Après des textes inconnus de Saint-Simon, la chance a permis que je découvre cette lettre de Madame de Sévigné dans une aile du château de Grignan. Sachant tout l’intérêt que vous portez aux archives historiques comme aux trésors de notre littérature, je suis, cher ami, très heureux de vous redonner la teneur de cet étonnant document.
Votre très dévoué et fidèle ami,
Marie de Rabutin-Chantal, Marquise de Sévigné
à Françoise Marguerite,
Comtesse de Grignan.
Ma chère enfant, vous savez quelle est ma douleur d’être si cruellement séparée de vous et combien tout ce temps que j’endure me dure. J’ai cependant, dans ce malheur, la joie de régaler votre exil de quelques historiettes charmantes, de quelques anecdotes mémorables et de quelques actions éclatantes qui font, à la cour et à la ville, notre ordinaire entretien.
Ainsi, figurez-vous que notre grand Nicolas premier s’en fut, il y a peu de temps, visiter une lointaine ambassade des Indes occidentales. Il y fut reçu avec la pompe et les honneurs qui lui étaient dus. À vrai dire, il ne se rendit en ces terres lointaines que pour un plaisant babillage sur les affaires du monde dont on ignore presque tout dans ces contrées sauvages. Il y séjourne cependant quelques personnes de qualité, venus tenter le sort et chercher fortune en ces lieux inhospitaliers. Ils y fondèrent une honorable assemblée d’agents de change dans un comptoir qui jouit ici de quelque renommée. Songez,en effet, que l’on y produit des lettres de crédit qui remplacent avantageusement l’or qui mûrit à profusion dans les entrailles de cette moderne Cipango. Naturellement, Nicolas séduisit tous ces hardis financiers qui eurent l’heur de l’entendre, et sa faconde habituelle, cet agrément qu’il met, pour notre plus grande joie, dans le moindre de ses propos, encore une fois firent merveille.

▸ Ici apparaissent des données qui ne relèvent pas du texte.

use crate::error::{Error, Result};

/// Decode the big-endian varint starting at `offset`.
///
/// Returns the value and the number of bytes it occupied (1 to 9). The ninth
/// byte, when reached, contributes all eight bits.
pub fn read_varint(data: &[u8], offset: usize) -> Result<(u64, usize)> {
    let mut value = 0u64;
    for (len, &byte) in data.iter().skip(offset).take(9).enumerate() {
        if len == 8 {
            return Ok(((value << 8) | u64::from(byte), 9));
        }
        value = (value << 7) | u64::from(byte & 0x7f);
        if byte & 0x80 == 0 {
            return Ok((value, len + 1));
        }
    }
    Err(Error::Corrupt(format!("truncated varint at offset {}", offset)))
}

#[cfg(test)]
mod tests {
    use super::*;

    #[test]
    fn single_byte() {
        assert_eq!(read_varint(&[0x05], 0).unwrap(), (5, 1));
    }

    #[test]
    fn two_bytes_at_offset() {
        // 0x81 0x00 = 128
        assert_eq!(read_varint(&[0xFF, 0x81, 0x00], 1).unwrap(), (128, 2));
    }

    #[test]
    fn nine_bytes_use_full_last_byte() {
        let data = [0xFF; 9];
        assert_eq!(read_varint(&data, 0).unwrap(), (u64::MAX, 9));
    }

    #[test]
    fn truncated_input_is_corrupt() {
        assert!(matches!(read_varint(&[0x81], 0), Err(Error::Corrupt(_))));
    }
}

Mais, voyez comme les choses sont surprenantes, il dut révéler à ses hôtes qu’il n’était plus le maître de notre Royaume, et qu’une ingrate populace lui avait préféré un Prince batave, venu de Corrézie. La nouvelle, comme vous pouvez le penser, saisit l’assemblée de stupeur. On remercia cependant l’orateur d’avoir si obligeamment payé de son temps pour narrer dans le détail ce funeste événement. Cependant, à cette occasion, Nicolas révéla à nouveau les admirables traits de son caractère, et l’on vit bien que son cœur n’avait conçu nulle rancœur contre les manants qui l’avaient ainsi trahi et qu’il avait supporté cette terrible péripétie avec un courage digne d’un Romain. Modestement, et pour ne pas vexer des personnes qui n’avaient osé espérer sa venue, il accepta, pour prix de son effort, une bourse honnêtement garnie.
Hé bien, ma chère enfant, je n’ose vous le rapporter tant la chose est honteuse, il se trouva quelques méchantes langues pour dénoncer cette si naturelle gracieuseté. Mais ces perfides discoureurs furent vite confondus. Car, dans son insigne générosité, notre bon Nicolas n’avait voulu rien conserver de ce bel argent. Hé oui, ma chère, il avait remis cette providentielle manne à l’œuvre « des petites brioches » à laquelle se consacre, avec une ardeur exemplaire, le Sieur de Copé, Vicomte de Meaux. Cet homme charitable s’emploie, vous le savez sans doute, à secourir certains jeunes chrétiens qui sont régulièrement dépouillés de leurs traditionnelles friandises parce qu’ils dérogeraient aux coutumes infâmes de cruels barbaresques. Oh quel illustre exemple ! Oh quelle grandeur d’âme comme jamais il ne s’en vît depuis Vincent de Paul et sa magnifique confrérie. Car que seraient devenus ces malheureux sans le secours de notre fringant Vicomte ? Et l’on se doute qu’un tel dévouement ne laissa pas d’être vivement apprécié par notre Nicolas. Il se murmure même qu’il se rendrait bientôt, aux côtés de Monsieur de Copé, dans les ilôts mauresques de Saint-Denis et d’Aubervilliers, muni de pleines charrettes de brioches et autres douceurs qui porteraient un peu de réconfort à ces martyrs de la chrétienté. Et, à chaque instant, nous prions pour que ces pauvres gens survivent jusqu’à ce qu’à ce jour béni où seront chassés d notre beau pays ce maudit Prince batave et le triste troupeau de ses courtisans.
Voilà, ma chère enfant, le récit de ces hauts-faits qui réchauffent un peu le cœur d’une mère qui vous aime plus que sa vie.
La signature ne laisse aucun doute sur l’authenticité de cette épistole, mais les injures du temps en ont rendu malheureusement la date totalement indéchiffrable.